» Work to complete: Reproduce, exactly and in full, only the lines below from the one containing "let mut dates" through the one containing "let mut rng = SecureRng::with_seed(seed);".

» Supplied data:
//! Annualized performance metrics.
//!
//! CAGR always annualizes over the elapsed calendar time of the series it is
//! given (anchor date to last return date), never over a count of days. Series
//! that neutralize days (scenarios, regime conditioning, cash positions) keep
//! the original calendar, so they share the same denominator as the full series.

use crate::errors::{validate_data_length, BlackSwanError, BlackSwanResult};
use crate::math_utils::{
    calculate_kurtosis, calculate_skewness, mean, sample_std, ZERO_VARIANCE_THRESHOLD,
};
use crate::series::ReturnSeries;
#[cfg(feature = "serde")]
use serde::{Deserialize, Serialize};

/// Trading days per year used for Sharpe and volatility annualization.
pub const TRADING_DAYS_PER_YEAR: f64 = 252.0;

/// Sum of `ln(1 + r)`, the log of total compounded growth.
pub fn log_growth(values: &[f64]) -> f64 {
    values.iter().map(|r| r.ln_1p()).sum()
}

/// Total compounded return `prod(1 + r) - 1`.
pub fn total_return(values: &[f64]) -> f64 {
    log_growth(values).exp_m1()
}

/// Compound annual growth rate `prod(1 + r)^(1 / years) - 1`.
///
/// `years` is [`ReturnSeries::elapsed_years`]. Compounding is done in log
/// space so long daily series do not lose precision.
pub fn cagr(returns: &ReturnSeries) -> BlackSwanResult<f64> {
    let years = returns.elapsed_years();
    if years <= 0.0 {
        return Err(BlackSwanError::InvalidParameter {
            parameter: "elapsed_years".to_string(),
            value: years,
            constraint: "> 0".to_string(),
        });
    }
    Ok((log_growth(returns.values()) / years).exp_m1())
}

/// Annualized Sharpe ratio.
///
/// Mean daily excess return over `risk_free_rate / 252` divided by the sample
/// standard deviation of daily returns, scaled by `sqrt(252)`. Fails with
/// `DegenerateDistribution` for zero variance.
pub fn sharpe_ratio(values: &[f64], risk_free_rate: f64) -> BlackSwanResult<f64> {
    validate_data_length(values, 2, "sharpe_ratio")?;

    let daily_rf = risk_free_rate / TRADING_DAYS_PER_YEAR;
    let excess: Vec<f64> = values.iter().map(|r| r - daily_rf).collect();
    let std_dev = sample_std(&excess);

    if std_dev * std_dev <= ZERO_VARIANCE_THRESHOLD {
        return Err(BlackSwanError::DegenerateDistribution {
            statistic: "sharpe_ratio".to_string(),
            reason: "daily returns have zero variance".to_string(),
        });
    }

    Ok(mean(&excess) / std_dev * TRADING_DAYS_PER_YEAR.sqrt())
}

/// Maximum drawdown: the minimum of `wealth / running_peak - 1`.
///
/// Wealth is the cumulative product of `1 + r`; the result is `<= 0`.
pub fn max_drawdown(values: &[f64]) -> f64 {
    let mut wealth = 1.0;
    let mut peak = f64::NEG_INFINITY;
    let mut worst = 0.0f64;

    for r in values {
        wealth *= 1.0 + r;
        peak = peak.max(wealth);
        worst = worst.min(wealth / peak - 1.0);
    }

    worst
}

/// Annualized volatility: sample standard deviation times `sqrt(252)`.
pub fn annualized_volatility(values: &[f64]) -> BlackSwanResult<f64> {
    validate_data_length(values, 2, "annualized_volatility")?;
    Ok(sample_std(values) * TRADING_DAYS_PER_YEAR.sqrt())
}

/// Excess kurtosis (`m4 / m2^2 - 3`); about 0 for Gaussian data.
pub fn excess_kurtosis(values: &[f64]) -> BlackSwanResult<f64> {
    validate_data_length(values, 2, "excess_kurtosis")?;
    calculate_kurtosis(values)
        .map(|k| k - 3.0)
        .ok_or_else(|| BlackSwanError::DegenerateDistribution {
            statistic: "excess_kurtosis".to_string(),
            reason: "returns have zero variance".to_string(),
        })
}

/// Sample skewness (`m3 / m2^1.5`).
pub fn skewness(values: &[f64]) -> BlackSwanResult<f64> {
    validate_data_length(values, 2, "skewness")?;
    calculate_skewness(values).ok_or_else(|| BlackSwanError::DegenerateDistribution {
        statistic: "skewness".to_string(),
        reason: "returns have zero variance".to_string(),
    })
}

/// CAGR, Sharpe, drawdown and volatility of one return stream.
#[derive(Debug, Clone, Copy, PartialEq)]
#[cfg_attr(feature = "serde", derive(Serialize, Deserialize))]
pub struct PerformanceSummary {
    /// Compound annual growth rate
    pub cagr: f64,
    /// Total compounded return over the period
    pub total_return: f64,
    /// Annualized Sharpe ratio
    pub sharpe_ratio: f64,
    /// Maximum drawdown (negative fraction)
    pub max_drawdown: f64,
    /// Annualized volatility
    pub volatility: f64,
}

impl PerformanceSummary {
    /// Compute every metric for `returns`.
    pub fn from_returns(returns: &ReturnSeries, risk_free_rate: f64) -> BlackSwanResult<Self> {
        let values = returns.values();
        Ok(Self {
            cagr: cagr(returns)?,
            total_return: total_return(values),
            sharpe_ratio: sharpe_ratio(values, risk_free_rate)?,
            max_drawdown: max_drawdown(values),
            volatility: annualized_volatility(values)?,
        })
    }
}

--

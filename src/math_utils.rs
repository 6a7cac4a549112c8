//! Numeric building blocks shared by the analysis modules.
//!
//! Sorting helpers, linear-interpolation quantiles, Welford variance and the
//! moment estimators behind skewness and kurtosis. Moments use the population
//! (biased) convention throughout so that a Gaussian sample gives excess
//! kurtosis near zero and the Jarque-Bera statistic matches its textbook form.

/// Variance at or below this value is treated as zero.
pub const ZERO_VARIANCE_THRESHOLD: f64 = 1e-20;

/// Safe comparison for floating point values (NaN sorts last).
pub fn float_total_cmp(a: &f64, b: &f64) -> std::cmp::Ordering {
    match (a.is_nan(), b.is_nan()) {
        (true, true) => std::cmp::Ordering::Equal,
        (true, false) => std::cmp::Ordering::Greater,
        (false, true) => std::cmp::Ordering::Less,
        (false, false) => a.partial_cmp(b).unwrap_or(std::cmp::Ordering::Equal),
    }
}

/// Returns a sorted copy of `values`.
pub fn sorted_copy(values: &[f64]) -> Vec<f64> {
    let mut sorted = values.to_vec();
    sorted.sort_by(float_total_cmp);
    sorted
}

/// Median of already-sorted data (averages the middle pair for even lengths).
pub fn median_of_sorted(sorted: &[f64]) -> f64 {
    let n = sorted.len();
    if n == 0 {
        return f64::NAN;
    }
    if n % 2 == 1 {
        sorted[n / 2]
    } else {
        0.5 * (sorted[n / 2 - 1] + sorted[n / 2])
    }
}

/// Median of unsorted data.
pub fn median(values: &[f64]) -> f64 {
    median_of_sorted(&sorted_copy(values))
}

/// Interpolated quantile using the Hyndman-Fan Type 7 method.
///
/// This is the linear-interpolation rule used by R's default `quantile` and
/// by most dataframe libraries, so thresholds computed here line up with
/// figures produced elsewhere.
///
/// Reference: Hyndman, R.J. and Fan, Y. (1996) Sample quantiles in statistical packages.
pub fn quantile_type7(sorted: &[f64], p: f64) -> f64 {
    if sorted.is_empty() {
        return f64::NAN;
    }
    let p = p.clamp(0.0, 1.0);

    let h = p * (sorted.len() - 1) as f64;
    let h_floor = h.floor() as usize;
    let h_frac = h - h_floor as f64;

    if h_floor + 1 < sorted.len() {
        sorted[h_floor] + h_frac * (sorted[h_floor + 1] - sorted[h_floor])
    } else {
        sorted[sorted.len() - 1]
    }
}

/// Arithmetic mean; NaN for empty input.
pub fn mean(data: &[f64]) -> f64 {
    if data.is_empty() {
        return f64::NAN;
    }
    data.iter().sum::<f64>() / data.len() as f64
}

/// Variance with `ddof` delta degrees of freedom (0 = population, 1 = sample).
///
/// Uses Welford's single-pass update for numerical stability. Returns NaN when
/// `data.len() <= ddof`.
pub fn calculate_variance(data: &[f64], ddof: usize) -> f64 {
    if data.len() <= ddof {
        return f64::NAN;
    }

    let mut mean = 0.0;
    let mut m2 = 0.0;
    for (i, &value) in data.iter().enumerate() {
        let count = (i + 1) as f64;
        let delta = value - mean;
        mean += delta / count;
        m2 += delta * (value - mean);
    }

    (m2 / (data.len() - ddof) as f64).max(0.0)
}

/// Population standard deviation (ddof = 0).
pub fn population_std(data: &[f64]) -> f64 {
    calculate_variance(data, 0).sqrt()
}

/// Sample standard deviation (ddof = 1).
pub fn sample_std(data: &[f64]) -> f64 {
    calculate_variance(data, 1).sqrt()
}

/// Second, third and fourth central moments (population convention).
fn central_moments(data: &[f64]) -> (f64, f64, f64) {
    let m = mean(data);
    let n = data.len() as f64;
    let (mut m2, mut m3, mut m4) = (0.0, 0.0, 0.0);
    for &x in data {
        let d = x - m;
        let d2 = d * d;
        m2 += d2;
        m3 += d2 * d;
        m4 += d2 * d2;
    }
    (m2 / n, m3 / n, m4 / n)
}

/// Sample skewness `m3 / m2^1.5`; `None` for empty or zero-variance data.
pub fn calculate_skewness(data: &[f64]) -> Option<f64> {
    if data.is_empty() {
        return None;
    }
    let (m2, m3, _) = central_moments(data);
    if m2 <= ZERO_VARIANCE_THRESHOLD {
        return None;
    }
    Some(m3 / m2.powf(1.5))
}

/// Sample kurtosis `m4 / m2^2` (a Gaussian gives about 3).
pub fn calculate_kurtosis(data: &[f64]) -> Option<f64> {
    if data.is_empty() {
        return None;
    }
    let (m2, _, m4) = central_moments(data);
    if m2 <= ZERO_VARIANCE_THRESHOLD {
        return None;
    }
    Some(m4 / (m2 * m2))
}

...

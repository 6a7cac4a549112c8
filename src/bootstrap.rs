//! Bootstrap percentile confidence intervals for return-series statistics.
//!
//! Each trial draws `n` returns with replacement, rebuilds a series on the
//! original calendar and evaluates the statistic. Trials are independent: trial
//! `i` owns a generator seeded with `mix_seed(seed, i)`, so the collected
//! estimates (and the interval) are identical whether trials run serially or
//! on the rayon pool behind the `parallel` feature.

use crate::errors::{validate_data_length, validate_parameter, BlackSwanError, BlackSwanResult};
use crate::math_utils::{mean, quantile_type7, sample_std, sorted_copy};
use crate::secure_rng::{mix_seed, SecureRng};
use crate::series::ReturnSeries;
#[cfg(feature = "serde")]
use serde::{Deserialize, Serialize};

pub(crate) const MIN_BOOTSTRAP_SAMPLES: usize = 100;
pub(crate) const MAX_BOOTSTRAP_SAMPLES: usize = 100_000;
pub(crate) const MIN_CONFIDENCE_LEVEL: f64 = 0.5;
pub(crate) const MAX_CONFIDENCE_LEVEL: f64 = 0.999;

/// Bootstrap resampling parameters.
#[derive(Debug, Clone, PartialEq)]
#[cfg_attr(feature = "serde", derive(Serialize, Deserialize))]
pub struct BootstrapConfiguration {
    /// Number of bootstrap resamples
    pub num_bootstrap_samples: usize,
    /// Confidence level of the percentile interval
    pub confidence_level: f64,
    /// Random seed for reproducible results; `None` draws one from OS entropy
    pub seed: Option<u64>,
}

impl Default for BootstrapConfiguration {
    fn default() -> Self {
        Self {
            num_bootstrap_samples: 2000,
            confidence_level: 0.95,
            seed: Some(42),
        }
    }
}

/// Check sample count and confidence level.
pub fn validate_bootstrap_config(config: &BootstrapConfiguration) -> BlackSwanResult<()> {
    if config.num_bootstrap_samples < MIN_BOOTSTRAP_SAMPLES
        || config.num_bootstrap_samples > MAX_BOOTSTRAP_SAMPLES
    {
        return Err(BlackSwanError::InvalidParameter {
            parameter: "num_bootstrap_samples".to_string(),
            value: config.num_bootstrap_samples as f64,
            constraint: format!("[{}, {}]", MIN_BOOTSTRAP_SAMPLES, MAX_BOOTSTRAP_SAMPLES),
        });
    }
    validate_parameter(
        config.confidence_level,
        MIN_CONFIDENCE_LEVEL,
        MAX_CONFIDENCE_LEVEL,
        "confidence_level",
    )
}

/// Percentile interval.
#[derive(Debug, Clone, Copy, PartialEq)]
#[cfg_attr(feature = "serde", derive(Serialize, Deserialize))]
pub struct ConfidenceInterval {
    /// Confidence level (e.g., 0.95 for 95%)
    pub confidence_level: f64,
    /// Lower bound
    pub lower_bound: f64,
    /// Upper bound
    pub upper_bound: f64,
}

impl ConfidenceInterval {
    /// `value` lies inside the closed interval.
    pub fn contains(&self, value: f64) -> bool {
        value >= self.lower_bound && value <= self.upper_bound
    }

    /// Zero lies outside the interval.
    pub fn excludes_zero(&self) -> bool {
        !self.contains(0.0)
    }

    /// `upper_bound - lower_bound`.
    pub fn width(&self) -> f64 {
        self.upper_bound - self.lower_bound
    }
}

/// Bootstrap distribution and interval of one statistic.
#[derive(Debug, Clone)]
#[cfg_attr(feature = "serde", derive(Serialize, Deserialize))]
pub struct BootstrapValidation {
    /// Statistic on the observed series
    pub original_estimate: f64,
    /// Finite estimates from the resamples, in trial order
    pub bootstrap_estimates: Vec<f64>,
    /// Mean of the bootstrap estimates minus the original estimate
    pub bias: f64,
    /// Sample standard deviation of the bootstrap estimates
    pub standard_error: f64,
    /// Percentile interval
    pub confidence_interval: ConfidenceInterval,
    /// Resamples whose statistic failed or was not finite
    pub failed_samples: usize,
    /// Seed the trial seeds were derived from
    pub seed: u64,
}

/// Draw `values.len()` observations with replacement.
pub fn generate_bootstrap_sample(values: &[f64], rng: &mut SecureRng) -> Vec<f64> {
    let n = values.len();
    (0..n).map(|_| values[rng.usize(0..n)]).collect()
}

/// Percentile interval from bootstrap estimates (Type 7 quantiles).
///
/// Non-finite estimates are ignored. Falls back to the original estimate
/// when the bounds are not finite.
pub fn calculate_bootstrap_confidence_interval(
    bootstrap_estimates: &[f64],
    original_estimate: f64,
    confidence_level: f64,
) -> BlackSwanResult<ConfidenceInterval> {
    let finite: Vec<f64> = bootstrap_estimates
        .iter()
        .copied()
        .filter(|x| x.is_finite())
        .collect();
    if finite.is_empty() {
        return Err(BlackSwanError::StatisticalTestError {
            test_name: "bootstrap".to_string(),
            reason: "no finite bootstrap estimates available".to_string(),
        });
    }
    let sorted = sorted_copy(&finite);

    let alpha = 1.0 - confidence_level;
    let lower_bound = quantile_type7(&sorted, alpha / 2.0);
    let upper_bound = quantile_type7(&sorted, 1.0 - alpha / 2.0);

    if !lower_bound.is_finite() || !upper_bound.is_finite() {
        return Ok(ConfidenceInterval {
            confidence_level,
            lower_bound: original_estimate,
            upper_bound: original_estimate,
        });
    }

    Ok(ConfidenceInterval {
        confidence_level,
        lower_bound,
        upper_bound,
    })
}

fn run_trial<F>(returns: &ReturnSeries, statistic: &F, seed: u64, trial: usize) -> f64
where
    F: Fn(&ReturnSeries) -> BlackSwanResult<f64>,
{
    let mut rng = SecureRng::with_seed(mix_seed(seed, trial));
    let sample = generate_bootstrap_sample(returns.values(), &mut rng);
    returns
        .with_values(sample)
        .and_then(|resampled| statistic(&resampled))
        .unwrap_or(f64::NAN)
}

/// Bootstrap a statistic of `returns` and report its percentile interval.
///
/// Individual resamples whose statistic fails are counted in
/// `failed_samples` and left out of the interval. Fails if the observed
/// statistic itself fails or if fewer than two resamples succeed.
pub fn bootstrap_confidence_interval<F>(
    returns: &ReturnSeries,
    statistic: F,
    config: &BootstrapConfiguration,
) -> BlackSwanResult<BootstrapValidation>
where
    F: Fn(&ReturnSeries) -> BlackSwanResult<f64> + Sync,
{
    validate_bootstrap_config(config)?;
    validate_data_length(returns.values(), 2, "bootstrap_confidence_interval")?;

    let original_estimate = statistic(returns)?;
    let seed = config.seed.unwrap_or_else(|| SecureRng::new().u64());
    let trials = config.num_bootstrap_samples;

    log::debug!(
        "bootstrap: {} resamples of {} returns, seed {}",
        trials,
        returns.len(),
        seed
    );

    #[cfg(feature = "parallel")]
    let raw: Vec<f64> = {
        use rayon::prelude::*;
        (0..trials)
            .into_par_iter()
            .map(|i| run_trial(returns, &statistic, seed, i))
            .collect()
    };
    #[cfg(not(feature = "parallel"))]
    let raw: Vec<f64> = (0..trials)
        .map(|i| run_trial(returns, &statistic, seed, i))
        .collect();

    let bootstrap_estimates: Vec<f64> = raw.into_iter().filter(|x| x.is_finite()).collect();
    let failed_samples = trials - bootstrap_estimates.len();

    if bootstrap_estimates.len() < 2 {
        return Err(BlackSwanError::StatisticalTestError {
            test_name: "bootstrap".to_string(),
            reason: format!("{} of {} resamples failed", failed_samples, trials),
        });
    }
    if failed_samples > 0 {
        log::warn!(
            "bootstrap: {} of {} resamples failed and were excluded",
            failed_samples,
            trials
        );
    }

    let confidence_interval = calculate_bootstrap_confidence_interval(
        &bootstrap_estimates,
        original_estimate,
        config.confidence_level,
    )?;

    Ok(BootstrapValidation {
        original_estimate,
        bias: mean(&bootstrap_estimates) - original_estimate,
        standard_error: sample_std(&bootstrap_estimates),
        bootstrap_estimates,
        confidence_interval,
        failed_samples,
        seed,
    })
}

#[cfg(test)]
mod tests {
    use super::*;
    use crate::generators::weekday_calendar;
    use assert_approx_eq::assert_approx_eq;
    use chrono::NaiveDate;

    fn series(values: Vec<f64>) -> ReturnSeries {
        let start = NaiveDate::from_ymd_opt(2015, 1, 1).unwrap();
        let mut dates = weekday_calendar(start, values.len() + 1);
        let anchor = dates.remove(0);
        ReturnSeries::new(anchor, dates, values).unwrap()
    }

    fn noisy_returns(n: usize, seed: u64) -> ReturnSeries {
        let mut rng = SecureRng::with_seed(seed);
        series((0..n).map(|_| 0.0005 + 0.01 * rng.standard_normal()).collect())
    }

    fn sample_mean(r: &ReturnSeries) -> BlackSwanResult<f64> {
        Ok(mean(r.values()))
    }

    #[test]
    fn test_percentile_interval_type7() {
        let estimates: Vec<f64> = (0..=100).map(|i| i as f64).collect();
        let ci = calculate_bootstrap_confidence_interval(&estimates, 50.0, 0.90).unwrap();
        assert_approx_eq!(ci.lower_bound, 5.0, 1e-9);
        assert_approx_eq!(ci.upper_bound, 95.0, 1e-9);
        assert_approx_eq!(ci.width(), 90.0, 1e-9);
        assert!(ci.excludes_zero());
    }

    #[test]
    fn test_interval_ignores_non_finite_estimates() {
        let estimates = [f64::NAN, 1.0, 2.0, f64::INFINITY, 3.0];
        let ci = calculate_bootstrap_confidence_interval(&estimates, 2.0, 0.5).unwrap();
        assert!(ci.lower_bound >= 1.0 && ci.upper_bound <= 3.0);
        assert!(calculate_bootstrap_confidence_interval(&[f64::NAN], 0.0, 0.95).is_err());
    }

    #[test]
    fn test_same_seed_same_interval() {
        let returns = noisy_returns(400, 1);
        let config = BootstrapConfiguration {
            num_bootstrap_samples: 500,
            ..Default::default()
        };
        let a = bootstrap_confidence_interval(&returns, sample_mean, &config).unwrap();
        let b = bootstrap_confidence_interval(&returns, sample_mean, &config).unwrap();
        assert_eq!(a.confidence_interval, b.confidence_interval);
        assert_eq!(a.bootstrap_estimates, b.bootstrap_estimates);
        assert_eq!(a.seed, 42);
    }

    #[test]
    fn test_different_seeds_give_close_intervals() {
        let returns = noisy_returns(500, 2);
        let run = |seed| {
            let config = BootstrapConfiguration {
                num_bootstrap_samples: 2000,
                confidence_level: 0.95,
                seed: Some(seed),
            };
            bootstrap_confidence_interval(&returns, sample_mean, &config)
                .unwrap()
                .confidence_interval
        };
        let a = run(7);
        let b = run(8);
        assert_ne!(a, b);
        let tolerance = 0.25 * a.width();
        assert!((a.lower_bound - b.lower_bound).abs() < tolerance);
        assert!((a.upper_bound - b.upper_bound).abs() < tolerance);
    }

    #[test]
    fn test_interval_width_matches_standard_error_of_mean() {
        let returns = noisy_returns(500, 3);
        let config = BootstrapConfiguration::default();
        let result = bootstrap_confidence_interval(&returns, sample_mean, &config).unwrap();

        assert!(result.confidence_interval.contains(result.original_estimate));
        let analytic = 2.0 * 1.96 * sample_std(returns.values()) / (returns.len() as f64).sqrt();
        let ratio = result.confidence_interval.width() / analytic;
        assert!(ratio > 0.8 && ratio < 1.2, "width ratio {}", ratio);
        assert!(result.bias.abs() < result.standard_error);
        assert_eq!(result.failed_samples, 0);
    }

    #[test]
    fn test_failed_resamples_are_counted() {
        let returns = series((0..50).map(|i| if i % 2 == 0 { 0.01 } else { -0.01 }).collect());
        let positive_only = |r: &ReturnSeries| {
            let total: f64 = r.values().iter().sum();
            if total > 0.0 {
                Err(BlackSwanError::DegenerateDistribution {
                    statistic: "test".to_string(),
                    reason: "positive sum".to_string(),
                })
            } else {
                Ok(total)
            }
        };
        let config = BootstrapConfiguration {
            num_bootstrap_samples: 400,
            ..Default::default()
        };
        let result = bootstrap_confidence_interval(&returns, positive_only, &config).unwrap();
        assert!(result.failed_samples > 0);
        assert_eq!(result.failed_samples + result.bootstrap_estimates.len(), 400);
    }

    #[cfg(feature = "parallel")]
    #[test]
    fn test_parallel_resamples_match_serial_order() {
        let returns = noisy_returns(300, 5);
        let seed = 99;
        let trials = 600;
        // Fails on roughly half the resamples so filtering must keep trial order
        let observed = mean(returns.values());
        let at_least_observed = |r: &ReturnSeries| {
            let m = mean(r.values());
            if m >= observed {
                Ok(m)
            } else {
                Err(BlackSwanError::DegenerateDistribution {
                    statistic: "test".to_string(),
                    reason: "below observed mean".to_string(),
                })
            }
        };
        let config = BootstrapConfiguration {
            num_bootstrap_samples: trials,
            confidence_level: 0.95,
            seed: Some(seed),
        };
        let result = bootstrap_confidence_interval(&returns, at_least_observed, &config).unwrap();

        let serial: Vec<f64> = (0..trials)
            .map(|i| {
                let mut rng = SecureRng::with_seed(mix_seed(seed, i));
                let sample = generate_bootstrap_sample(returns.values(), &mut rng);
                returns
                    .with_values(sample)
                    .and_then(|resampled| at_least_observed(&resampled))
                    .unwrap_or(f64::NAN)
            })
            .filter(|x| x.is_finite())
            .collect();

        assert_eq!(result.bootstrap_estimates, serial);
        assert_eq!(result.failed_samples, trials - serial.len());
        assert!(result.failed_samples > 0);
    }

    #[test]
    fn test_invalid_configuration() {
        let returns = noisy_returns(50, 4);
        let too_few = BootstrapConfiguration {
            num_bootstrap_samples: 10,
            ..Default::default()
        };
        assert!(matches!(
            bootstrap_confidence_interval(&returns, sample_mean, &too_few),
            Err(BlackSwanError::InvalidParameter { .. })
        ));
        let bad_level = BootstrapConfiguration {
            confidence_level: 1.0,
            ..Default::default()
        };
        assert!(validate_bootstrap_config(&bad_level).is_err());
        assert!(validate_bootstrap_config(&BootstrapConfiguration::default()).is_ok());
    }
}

» Solution to the exercise:
        let mut dates = weekday_calendar(start, values.len() + 1);
        let anchor = dates.remove(0);
        ReturnSeries::new(anchor, dates, values).unwrap()
    }

    fn noisy_returns(n: usize, seed: u64) -> ReturnSeries {
        let mut rng = SecureRng::with_seed(seed);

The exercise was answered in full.